## [Extracted entries]
########################################

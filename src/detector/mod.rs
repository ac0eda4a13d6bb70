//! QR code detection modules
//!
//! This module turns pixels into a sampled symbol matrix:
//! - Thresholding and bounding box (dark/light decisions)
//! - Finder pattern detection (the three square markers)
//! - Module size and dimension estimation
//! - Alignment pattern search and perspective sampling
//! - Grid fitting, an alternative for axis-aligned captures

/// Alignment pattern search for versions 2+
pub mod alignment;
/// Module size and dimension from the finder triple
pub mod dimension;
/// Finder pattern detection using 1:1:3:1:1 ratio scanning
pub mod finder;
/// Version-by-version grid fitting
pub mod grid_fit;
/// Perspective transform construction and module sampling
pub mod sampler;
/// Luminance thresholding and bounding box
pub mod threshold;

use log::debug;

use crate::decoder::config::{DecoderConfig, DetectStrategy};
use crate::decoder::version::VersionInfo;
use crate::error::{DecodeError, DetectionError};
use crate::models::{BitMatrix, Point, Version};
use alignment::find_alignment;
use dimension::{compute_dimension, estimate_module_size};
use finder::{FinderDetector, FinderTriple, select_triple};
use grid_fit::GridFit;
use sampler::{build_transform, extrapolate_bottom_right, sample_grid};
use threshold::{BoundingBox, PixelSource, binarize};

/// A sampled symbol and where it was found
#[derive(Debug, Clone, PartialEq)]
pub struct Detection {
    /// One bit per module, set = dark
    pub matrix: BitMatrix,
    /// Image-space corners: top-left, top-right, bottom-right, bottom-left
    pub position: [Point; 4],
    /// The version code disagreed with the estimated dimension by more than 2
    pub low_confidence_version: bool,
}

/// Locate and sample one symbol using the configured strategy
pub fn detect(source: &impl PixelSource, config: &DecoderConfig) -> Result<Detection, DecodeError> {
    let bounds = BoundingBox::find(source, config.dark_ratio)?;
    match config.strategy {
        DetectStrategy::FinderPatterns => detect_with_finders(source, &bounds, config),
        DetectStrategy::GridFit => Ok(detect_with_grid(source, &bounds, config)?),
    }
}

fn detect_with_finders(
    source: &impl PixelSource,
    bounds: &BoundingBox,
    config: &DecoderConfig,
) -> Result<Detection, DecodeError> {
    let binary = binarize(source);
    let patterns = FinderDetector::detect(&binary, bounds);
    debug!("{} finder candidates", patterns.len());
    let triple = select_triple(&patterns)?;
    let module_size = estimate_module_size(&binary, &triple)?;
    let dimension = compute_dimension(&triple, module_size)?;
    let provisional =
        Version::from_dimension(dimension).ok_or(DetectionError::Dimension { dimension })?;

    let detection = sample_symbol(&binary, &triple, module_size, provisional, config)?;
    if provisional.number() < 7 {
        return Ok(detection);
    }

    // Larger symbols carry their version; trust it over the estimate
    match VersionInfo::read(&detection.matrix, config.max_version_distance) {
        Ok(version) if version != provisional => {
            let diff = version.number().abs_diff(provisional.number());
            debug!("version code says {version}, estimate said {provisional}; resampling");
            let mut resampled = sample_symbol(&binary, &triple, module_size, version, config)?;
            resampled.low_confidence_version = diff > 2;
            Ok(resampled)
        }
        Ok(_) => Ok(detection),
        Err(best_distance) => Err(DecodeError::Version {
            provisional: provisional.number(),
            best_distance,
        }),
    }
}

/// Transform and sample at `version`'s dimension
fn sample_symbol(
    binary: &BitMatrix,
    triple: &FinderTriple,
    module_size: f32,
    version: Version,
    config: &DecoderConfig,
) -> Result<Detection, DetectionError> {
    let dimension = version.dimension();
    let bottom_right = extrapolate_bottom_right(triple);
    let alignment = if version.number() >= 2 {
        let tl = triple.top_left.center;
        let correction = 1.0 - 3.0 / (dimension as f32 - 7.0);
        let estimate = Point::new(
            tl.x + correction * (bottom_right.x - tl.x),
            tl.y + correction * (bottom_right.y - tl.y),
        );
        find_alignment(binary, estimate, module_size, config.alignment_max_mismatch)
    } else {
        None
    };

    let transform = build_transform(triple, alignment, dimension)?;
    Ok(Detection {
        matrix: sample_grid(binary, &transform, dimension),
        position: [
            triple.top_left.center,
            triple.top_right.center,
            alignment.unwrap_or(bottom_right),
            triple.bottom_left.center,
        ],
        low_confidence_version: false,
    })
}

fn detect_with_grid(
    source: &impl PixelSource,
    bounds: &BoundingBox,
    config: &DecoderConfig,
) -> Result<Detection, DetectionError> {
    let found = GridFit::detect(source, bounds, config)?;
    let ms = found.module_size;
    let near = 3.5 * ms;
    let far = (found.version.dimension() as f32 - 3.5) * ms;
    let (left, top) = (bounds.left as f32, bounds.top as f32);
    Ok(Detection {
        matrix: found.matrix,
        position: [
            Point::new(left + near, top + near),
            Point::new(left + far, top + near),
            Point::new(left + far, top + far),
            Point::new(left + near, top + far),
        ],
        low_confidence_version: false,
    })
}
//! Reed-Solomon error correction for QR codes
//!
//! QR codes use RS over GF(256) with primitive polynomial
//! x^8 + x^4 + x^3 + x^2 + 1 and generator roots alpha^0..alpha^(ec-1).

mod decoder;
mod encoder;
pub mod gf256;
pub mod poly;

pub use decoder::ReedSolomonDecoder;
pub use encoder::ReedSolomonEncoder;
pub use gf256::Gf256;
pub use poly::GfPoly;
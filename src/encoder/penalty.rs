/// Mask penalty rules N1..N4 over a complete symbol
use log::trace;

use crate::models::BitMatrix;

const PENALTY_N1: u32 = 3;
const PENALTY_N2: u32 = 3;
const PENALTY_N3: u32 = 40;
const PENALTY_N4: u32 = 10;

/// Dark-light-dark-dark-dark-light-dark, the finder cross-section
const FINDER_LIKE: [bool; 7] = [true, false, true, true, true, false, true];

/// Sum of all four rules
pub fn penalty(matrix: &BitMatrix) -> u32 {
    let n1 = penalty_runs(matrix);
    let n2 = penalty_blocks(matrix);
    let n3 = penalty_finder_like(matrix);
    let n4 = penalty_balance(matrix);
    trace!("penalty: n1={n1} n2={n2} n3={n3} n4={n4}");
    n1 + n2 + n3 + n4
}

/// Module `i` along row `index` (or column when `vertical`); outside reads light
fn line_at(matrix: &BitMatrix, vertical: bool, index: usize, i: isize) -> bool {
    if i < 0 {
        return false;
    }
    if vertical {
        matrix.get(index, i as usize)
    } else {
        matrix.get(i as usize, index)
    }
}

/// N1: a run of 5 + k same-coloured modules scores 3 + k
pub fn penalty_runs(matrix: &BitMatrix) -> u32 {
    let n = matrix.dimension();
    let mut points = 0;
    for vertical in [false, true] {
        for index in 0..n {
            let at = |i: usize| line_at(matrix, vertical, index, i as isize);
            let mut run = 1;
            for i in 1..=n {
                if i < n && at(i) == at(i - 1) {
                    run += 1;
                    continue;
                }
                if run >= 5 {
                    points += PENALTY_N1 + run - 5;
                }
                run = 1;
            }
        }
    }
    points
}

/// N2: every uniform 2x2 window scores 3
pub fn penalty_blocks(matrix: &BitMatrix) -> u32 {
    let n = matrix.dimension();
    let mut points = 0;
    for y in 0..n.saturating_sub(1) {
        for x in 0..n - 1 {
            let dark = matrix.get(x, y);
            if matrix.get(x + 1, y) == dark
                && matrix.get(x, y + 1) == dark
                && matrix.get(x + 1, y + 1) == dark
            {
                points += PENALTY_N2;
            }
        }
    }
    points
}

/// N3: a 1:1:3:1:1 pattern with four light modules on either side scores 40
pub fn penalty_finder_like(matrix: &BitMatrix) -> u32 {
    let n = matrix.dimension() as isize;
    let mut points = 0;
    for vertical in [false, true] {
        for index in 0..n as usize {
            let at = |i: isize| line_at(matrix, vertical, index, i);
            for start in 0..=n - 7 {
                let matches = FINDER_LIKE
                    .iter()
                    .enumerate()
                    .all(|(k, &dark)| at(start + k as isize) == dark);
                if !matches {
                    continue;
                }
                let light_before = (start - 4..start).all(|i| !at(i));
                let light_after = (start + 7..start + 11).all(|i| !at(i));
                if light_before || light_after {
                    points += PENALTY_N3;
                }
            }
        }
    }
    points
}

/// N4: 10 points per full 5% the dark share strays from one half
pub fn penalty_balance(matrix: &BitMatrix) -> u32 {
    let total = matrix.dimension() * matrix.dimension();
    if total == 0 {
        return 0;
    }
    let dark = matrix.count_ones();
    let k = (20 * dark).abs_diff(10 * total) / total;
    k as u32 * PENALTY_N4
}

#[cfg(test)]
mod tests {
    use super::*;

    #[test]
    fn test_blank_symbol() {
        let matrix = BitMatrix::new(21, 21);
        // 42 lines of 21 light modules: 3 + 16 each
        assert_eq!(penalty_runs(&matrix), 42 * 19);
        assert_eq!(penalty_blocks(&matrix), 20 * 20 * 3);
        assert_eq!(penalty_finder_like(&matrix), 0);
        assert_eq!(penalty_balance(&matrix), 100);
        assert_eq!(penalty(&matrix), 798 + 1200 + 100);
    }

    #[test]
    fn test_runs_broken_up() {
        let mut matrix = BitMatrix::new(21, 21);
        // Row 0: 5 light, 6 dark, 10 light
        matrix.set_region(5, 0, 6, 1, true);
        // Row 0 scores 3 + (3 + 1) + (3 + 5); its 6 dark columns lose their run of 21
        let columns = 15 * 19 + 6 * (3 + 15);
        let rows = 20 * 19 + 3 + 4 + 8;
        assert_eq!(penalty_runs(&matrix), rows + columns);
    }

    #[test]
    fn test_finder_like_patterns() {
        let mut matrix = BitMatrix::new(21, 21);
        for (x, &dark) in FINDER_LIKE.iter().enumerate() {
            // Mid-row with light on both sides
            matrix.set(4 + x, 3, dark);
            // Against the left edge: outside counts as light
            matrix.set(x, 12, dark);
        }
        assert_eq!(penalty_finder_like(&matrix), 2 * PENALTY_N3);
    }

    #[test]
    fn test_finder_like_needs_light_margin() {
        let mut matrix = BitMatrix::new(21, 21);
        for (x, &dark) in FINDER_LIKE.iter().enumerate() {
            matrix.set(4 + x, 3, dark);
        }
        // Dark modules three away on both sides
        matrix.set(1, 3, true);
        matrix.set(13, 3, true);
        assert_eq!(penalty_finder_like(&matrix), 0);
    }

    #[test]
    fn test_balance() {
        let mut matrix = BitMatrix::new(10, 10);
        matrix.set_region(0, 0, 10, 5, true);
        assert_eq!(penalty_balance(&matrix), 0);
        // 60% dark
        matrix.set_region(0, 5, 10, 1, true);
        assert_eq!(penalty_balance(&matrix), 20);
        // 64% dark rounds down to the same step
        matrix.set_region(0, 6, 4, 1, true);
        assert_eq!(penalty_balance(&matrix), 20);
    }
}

########################################

## [Problem to solve]
Through the final line of the listing, beginning at the line that contains "matrix.set(x, 12, dark);", every line is to be set down exactly, with no others.

## [Answer below]
            matrix.set(x, 12, dark);
        }
        assert_eq!(penalty_finder_like(&matrix), 2 * PENALTY_N3);
    }

    #[test]
    fn test_finder_like_needs_light_margin() {
        let mut matrix = BitMatrix::new(21, 21);
        for (x, &dark) in FINDER_LIKE.iter().enumerate() {
            matrix.set(4 + x, 3, dark);
        }
        // Dark modules three away on both sides
        matrix.set(1, 3, true);
        matrix.set(13, 3, true);
        assert_eq!(penalty_finder_like(&matrix), 0);
    }

    #[test]
    fn test_balance() {
        let mut matrix = BitMatrix::new(10, 10);
        matrix.set_region(0, 0, 10, 5, true);
        assert_eq!(penalty_balance(&matrix), 0);
        // 60% dark
        matrix.set_region(0, 5, 10, 1, true);
        assert_eq!(penalty_balance(&matrix), 20);
        // 64% dark rounds down to the same step
        matrix.set_region(0, 6, 4, 1, true);
        assert_eq!(penalty_balance(&matrix), 20);
    }
}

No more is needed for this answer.